Shadow Mountain doomed by miscues in loss to rival Trojans
September 9, 2017 by Jeff Griffith, Arizona State University
Matt Padilla was wide open.
Shadow Mountain junior quarterback Nainoa Shin saw Padilla streaking down the middle of the field and fired the football from midfield. With seven seconds on the clock and an eight-point deficit facing the Matadors, this was going to be the play that kept Shin and his team alive.
Shin’s rocket pass fell inches from Padilla, sputtered into the red turf in the end zone. With it, the Matadors hopes of a miracle skidded to a halt.
“I knew Matt was going to be open in th game,” Shin said. “I have all my faith in my receivers to make the best plays possible.
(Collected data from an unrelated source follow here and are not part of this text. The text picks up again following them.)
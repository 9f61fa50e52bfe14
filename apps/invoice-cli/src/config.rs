//! CLI configuration module.
//!
//! ## Configuration Sources
//! ```text
//! ┌─────────────────────────────────────────────────────────────────────────┐
//! │                    Configuration Priority                               │
//! │                                                                         │
//! │  1. Environment Variables (highest priority)                           │
//! │     INVOICE__OUTPUT_DIR=/srv/invoices                                  │
//! │     INVOICE__LOG_FILTER=debug                                          │
//! │                                                                         │
//! │  2. TOML Config File                                                   │
//! │     --config <path>, or ./invoice.toml when present                    │
//! │                                                                         │
//! │  3. Default Values (lowest priority)                                   │
//! │     output_dir = "invoices", log_filter = "info"                       │
//! └─────────────────────────────────────────────────────────────────────────┘
//! ```

use std::path::{Path, PathBuf};

use config::{Config, Environment, File};
use serde::Deserialize;

/// Config file looked up in the working directory when `--config` is absent.
pub const DEFAULT_CONFIG_FILE: &str = "invoice";

pub const DEFAULT_OUTPUT_DIR: &str = "invoices";
pub const DEFAULT_LOG_FILTER: &str = "info";

/// Runtime settings for the CLI.
#[derive(Debug, Clone, Deserialize)]
pub struct Settings {
    /// Directory rendered invoices are saved to.
    pub output_dir: PathBuf,

    /// `tracing` filter directive used when `RUST_LOG` is unset.
    pub log_filter: String,
}

impl Settings {
    /// Loads settings from defaults, the config file, then the environment.
    pub fn load(path: Option<&Path>) -> Result<Self, SettingsError> {
        let builder = Config::builder()
            .set_default("output_dir", DEFAULT_OUTPUT_DIR)?
            .set_default("log_filter", DEFAULT_LOG_FILTER)?;

        let builder = match path {
            Some(path) => builder.add_source(File::from(path).required(true)),
            None => builder.add_source(File::with_name(DEFAULT_CONFIG_FILE).required(false)),
        };

        let settings: Settings = builder
            .add_source(Environment::with_prefix("INVOICE").separator("__"))
            .build()?
            .try_deserialize()?;

        settings.validate()?;
        Ok(settings)
    }

    fn validate(&self) -> Result<(), SettingsError> {
        if self.output_dir.as_os_str().is_empty() {
            return Err(SettingsError::InvalidValue("output_dir".to_string()));
        }
        if self.log_filter.trim().is_empty() {
            return Err(SettingsError::InvalidValue("log_filter".to_string()));
        }
        Ok(())
    }
}

/// Configuration error types.
#[derive(Debug, thiserror::Error)]
pub enum SettingsError {
    #[error("Failed to load configuration: {0}")]
    Load(#[from] config::ConfigError),

    #[error("Invalid value for {0}")]
    InvalidValue(String),
}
Maybe I could’ve put a little less on it or he could’ve ran faster, but I had faith in him.”
Caught up in a sea of miscues, unfortunate calls and costly penalties, Shadow Mountain was left with frustration — and a lot to learn from — following a difficult 27-19 road loss to rival Paradise Valley.
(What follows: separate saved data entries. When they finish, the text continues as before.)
//! # invoice-cli entry point
//!
//! The actual setup is in lib.rs for testability.

use std::process::ExitCode;

fn main() -> ExitCode {
    match invoice_cli::run() {
        Ok(code) => code,
        Err(err) => {
            eprintln!("Error: {err:#}");
            ExitCode::FAILURE
        }
    }
}
//! # gst-store: Document Storage for GST Invoices
//!
//! Filesystem implementation of [`gst_core::DocumentStore`].
//!
//! ## Architecture Position
//! ```text
//! ┌─────────────────────────────────────────────────────────────────────────┐
//! │                                                                         │
//! │  DocumentRenderer::render ──► bytes                                    │
//! │       │                                                                 │
//! │       ▼                                                                 │
//! │  ┌─────────────────────────────────────────────────────────────────┐   │
//! │  │                    gst-store (THIS CRATE)                       │   │
//! │  │                                                                 │   │
//! │  │   FsDocumentStore::save(bytes, "INV-7", "txt")                  │   │
//! │  │       └──► <root>/invoice_INV-7.txt                             │   │
//! │  └─────────────────────────────────────────────────────────────────┘   │
//! │       │                                                                 │
//! │       ▼                                                                 │
//! │  location (file path) returned to the caller                           │
//! └─────────────────────────────────────────────────────────────────────────┘
//! ```
//!
//! ## Usage
//!
//! ```rust,no_run
//! use gst_core::DocumentStore;
//! use gst_store::FsDocumentStore;
//!
//! let store = FsDocumentStore::new("invoices");
//! let location = store.save(b"...", "INV-2024-0107", "txt")?;
//! # Ok::<(), gst_store::StoreError>(())
//! ```

// =============================================================================
// Module Declarations
// =============================================================================

pub mod error;
pub mod filesystem;

// =============================================================================
// Re-exports
// =============================================================================

pub use error::{StoreError, StoreResult};
pub use filesystem::FsDocumentStore;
“We’ve got to be more disciplined,” head coach Ron Fagan said. “We had a lot of penalties that hurt us.”
Fagan could have easily pointed to a handful of plays that cost his team a chance at defeating the Trojans (1-3) for the first time in nearly two decades.
A Jalen Williams pick-six called back for a unnecessary roughness, a pair of missed extra points and a couple of overthrows through the end zone swirled through his head following the loss.
“When you get those big momentum plays and then they take them back, you still have some momentum but you don’t have the momentum to roll where we should’ve been,” he said. “This was tough.”
One play in particular, however, stuck out to Fagan.
Following a touchdown run by Shin that cut Paradise Valley’s lead to 20-19, the Matadors (1-2) ran an onside kick play that they practiced all week.
Shin chipped the ball over the first line of the Trojans return team, Williams flew down the sidelines, tipped the ball to keep it in bounds where it was soon recovered by the Matadors.
With all the momentum in his team’s favor and an upcoming possession in opposing territory midway through the fourth quarter, it appeared Shadow Mountain had overcome its three quarters of sloppy football to somehow have a shot at the victory.
And then the flags were thrown — seemingly from every direction — first for offsides and then for unsportsmanlike conduct, thanks to the reactions of Fagan and other Shadow Mountain coaches to a controversial overturn of the onside kick.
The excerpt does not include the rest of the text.